RECORDS:
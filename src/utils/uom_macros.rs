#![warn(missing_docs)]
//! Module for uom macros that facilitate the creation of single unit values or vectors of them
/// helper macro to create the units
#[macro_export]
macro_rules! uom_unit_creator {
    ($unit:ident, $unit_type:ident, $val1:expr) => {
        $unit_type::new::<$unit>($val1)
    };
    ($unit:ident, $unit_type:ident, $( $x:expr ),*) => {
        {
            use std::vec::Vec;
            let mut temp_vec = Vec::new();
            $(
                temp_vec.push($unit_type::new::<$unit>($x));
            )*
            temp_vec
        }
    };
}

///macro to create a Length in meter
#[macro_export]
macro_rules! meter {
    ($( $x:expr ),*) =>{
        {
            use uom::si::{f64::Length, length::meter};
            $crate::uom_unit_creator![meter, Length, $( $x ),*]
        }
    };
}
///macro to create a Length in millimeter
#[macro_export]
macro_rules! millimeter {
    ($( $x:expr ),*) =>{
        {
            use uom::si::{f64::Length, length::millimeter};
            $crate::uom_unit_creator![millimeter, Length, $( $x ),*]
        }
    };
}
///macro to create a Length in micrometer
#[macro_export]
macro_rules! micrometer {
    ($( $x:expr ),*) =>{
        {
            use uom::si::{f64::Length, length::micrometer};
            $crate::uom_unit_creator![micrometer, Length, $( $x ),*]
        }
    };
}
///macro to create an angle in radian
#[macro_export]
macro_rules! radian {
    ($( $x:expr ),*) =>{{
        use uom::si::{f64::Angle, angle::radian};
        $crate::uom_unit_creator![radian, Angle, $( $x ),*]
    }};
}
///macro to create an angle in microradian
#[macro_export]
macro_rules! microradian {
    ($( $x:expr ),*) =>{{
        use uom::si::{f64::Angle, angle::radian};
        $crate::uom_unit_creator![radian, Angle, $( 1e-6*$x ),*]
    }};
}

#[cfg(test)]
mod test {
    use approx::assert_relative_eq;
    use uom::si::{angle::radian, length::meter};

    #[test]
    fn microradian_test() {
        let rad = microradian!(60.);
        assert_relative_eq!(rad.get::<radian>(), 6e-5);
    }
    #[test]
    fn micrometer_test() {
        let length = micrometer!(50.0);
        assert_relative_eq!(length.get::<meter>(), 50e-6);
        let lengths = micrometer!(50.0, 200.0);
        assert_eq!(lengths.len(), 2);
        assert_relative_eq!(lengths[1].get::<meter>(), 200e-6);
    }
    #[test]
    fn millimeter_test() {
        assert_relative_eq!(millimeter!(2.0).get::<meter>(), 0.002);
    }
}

...

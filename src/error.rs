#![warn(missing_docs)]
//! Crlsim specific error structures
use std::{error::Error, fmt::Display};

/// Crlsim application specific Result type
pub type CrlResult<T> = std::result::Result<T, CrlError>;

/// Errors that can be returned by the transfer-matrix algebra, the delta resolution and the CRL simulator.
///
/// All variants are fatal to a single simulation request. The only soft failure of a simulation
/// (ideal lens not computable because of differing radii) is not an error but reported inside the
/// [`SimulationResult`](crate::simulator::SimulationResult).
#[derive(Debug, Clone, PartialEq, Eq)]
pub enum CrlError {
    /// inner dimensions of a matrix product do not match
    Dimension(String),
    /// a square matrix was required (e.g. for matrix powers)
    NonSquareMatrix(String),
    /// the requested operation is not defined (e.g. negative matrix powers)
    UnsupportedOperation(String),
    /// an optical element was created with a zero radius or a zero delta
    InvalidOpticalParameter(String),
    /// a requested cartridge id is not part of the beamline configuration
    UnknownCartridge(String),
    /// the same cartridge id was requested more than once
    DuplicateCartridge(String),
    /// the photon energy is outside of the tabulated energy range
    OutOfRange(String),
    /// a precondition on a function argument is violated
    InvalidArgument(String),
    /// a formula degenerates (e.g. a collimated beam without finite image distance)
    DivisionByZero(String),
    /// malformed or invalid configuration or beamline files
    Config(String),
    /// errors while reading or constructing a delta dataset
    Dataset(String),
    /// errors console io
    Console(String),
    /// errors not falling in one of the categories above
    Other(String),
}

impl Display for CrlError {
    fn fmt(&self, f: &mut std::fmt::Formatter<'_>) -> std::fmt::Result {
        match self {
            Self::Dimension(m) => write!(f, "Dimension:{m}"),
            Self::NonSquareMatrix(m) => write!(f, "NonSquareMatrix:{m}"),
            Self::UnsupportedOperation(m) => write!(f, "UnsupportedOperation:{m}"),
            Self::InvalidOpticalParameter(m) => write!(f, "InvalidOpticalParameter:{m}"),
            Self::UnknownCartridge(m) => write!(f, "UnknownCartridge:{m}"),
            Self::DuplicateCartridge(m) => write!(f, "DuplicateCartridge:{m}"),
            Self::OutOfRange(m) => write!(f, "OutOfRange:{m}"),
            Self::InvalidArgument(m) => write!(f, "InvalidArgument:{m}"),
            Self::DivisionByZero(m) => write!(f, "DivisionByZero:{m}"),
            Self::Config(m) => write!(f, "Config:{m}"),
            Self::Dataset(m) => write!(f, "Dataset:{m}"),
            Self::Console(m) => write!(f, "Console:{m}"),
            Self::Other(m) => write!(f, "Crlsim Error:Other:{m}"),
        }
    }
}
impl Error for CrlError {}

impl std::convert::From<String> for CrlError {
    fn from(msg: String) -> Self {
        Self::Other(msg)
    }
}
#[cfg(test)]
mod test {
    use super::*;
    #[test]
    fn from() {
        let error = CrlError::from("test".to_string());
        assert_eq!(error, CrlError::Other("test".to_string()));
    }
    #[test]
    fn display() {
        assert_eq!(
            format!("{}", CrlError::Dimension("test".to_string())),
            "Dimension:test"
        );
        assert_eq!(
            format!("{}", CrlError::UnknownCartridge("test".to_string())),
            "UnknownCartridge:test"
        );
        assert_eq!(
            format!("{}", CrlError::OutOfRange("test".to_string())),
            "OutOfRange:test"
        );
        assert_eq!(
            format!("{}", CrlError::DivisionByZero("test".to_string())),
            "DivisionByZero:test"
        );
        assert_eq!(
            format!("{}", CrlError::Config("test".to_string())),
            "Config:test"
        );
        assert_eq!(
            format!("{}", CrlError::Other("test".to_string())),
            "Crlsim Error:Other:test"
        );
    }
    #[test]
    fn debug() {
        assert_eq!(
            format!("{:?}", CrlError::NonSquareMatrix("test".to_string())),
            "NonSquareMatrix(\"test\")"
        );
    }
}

THE PROBLEM: Report the count of lines in the listing above that include "requested", and nothing more.

ANSWER TO THE PROBLEM: 3